The U.S. Embassy strongly cautions against sending money to persons whom you have not met personally prior to their purported travel to Afghanistan.
If you believe you are the victim of an Internet scam:
- DO NOT SEND MONEY. Unfortunately, any money that you may have already sent is probably not recoverable.
- END ALL COMMUNICATION WITH THE SCAMMER IMMEDIATELY. Do not attempt to resolve the situation with the scammer. If you feel threatened, contact your local police at once. Do not attempt to personally recover the funds lost.
- REPORT THE SCAM IMMEDIATELY. File a complaint with the Internet Crime Complaint Center — a partnership among the Federal Bureau of Investigation (FBI), the National White Collar Crime Center (NW3C), and the Bureau of Justice Assistance (BIA) — at ic3.gov. Also file a complaint with the Federal Trade Commission. For more information on international financial scams, please visit http://travel.state.gov/content/passports/english/emergencies/scams.html.

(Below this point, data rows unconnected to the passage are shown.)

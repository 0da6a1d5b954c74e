use strum::Display;

use appointment_cell::models::TimeSlot;
use appointment_cell::workflow::RequestToken;
use doctor_cell::models::Doctor;

/// The two panels of the shell.
#[derive(Debug, Clone, Copy, PartialEq, Eq)]
pub enum Panel {
    Directory,
    Booking,
}

#[derive(Debug, Clone, PartialEq, Display)]
pub enum Action {
    Tick,
    Render,
    Resize(u16, u16),
    Quit,
    Error(String),
    FocusNext,
    FocusPrev,
    FocusChanged(Panel),
    /// The directory fetch resolved.
    DoctorsLoaded(Result<Vec<Doctor>, String>),
    /// The user picked a doctor; the shell owns this state and the booking
    /// panel receives the doctor read-only.
    DoctorSelected(Doctor),
    /// A slots fetch resolved. Carries the generation token it was issued
    /// with; the workflow discards it if a newer date selection superseded it.
    SlotsLoaded {
        token: RequestToken,
        result: Result<Vec<TimeSlot>, String>,
    },
    /// The booking request resolved.
    BookingResolved(Result<(), String>),
}
use chrono::NaiveDate;
use reqwest::Method;
use serde_json::Value;
use tracing::{debug, info, warn};

use shared_api::{ApiError, SchedulerClient};
use shared_config::AppConfig;

use crate::models::{BookAppointmentRequest, BookingError, BookingRejection, TimeSlot};

pub struct BookingService {
    scheduler: SchedulerClient,
}

impl BookingService {
    pub fn new(config: &AppConfig) -> Self {
        Self {
            scheduler: SchedulerClient::new(config),
        }
    }

    /// Fetch the open slots for one doctor on one date. Returned verbatim:
    /// no client-side sorting or filtering.
    pub async fn available_slots(
        &self,
        doctor_id: &str,
        date: NaiveDate,
    ) -> Result<Vec<TimeSlot>, ApiError> {
        debug!("Fetching available slots for doctor {} on {}", doctor_id, date);

        let path = format!(
            "/api/doctors/available-slots?doctorId={}&date={}",
            doctor_id,
            date.format("%Y-%m-%d")
        );
        self.scheduler.request(Method::GET, &path, None).await
    }

    /// Submit one booking. The confirmation payload is opaque to this client;
    /// a rejection is classified into conflict-with-alternative or generic.
    pub async fn book_appointment(
        &self,
        request: &BookAppointmentRequest,
    ) -> Result<(), BookingError> {
        info!(
            "Booking appointment with doctor {} on {} at {}",
            request.doctor_id, request.date, request.start_time
        );

        let body = serde_json::to_value(request).map_err(ApiError::from)?;
        let result: Result<Value, ApiError> = self
            .scheduler
            .request(Method::POST, "/api/appointments", Some(body))
            .await;

        match result {
            Ok(_confirmation) => Ok(()),
            Err(ApiError::Status { status, body }) => {
                warn!("Booking rejected ({}): {}", status, body);
                Err(Self::classify_rejection(status, body))
            }
            Err(other) => Err(BookingError::Api(other)),
        }
    }

    fn classify_rejection(status: reqwest::StatusCode, body: String) -> BookingError {
        if let Ok(rejection) = serde_json::from_str::<BookingRejection>(&body) {
            if let Some(suggested) = rejection.suggested_slot {
                return BookingError::Conflict { suggested };
            }
            if let Some(message) = rejection.message {
                return BookingError::Rejected { message };
            }
        }
        BookingError::Api(ApiError::Status { status, body })
    }
}
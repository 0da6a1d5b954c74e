use std::io::{stdout, Stdout};
use std::ops::{Deref, DerefMut};
use std::time::Duration;

use color_eyre::Result;
use crossterm::cursor;
use crossterm::event::{Event as CrosstermEvent, EventStream, KeyEvent, KeyEventKind, MouseEvent};
use crossterm::terminal::{EnterAlternateScreen, LeaveAlternateScreen};
use futures::{FutureExt, StreamExt};
use ratatui::backend::CrosstermBackend;
use ratatui::layout::{Rect, Size};
use tokio::sync::mpsc::{self, UnboundedReceiver, UnboundedSender};
use tokio::task::JoinHandle;
use tokio::time::interval;
use tokio_util::sync::CancellationToken;

#[derive(Debug, Clone, PartialEq)]
pub enum Event {
    Tick,
    Render,
    Key(KeyEvent),
    Mouse(MouseEvent),
    Resize(u16, u16),
    Error,
}

/// Terminal guard plus the background task that turns crossterm events and
/// tick/render timers into one event stream for the app loop.
pub struct Tui {
    pub terminal: ratatui::Terminal<CrosstermBackend<Stdout>>,
    task: Option<JoinHandle<()>>,
    cancellation_token: CancellationToken,
    event_rx: UnboundedReceiver<Event>,
    event_tx: UnboundedSender<Event>,
    tick_rate: f64,
    frame_rate: f64,
}

impl Tui {
    pub fn new() -> Result<Self> {
        let (event_tx, event_rx) = mpsc::unbounded_channel();
        Ok(Self {
            terminal: ratatui::Terminal::new(CrosstermBackend::new(stdout()))?,
            task: None,
            cancellation_token: CancellationToken::new(),
            event_rx,
            event_tx,
            tick_rate: 4.0,
            frame_rate: 30.0,
        })
    }

    pub fn tick_rate(mut self, tick_rate: f64) -> Self {
        self.tick_rate = tick_rate;
        self
    }

    pub fn frame_rate(mut self, frame_rate: f64) -> Self {
        self.frame_rate = frame_rate;
        self
    }

    pub fn enter(&mut self) -> Result<()> {
        crossterm::terminal::enable_raw_mode()?;
        crossterm::execute!(stdout(), EnterAlternateScreen, cursor::Hide)?;
        self.start();
        Ok(())
    }

    fn start(&mut self) {
        self.cancellation_token = CancellationToken::new();
        let cancellation_token = self.cancellation_token.clone();
        let event_tx = self.event_tx.clone();
        let tick_delay = Duration::from_secs_f64(1.0 / self.tick_rate);
        let render_delay = Duration::from_secs_f64(1.0 / self.frame_rate);

        self.task = Some(tokio::spawn(async move {
            let mut reader = EventStream::new();
            let mut tick_interval = interval(tick_delay);
            let mut render_interval = interval(render_delay);
            loop {
                let tick = tick_interval.tick();
                let render = render_interval.tick();
                let crossterm_event = reader.next().fuse();
                tokio::select! {
                    _ = cancellation_token.cancelled() => break,
                    maybe_event = crossterm_event => {
                        match maybe_event {
                            Some(Ok(CrosstermEvent::Key(key))) if key.kind == KeyEventKind::Press => {
                                let _ = event_tx.send(Event::Key(key));
                            }
                            Some(Ok(CrosstermEvent::Mouse(mouse))) => {
                                let _ = event_tx.send(Event::Mouse(mouse));
                            }
                            Some(Ok(CrosstermEvent::Resize(width, height))) => {
                                let _ = event_tx.send(Event::Resize(width, height));
                            }
                            Some(Ok(_)) => {}
                            Some(Err(_)) => {
                                let _ = event_tx.send(Event::Error);
                            }
                            None => break,
                        }
                    }
                    _ = tick => {
                        let _ = event_tx.send(Event::Tick);
                    }
                    _ = render => {
                        let _ = event_tx.send(Event::Render);
                    }
                }
            }
        }));
    }

    pub fn stop(&mut self) {
        self.cancellation_token.cancel();
        if let Some(task) = self.task.take() {
            task.abort();
        }
    }

    pub fn exit(&mut self) -> Result<()> {
        self.stop();
        if crossterm::terminal::is_raw_mode_enabled()? {
            self.terminal.flush()?;
            crossterm::execute!(stdout(), cursor::Show, LeaveAlternateScreen)?;
            crossterm::terminal::disable_raw_mode()?;
        }
        Ok(())
    }

    pub async fn next_event(&mut self) -> Option<Event> {
        self.event_rx.recv().await
    }

    pub fn size(&self) -> Result<Size> {
        Ok(self.terminal.size()?)
    }

    pub fn resize(&mut self, area: Rect) -> Result<()> {
        self.terminal.resize(area)?;
        Ok(())
    }

    pub fn draw(&mut self, render_callback: impl FnOnce(&mut ratatui::Frame)) -> Result<()> {
        self.terminal.draw(render_callback)?;
        Ok(())
    }
}

impl Deref for Tui {
    type Target = ratatui::Terminal<CrosstermBackend<Stdout>>;

    fn deref(&self) -> &Self::Target {
        &self.terminal
    }
}

impl DerefMut for Tui {
    fn deref_mut(&mut self) -> &mut Self::Target {
        &mut self.terminal
    }
}

impl Drop for Tui {
    fn drop(&mut self) {
        let _ = self.exit();
    }
}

- REPORT THE WEBSITE. If the scam originated through a particular website or social media platform, notify the administrators of that website or platform.
For actual emergencies involving a U.S. citizen who has been injured, hospitalized, detained or arrested, please contact the U.S. Embassy American Citizen Services section for assistance.
Due to U.S. Privacy Laws, we cannot verify the identity of U.S. citizens.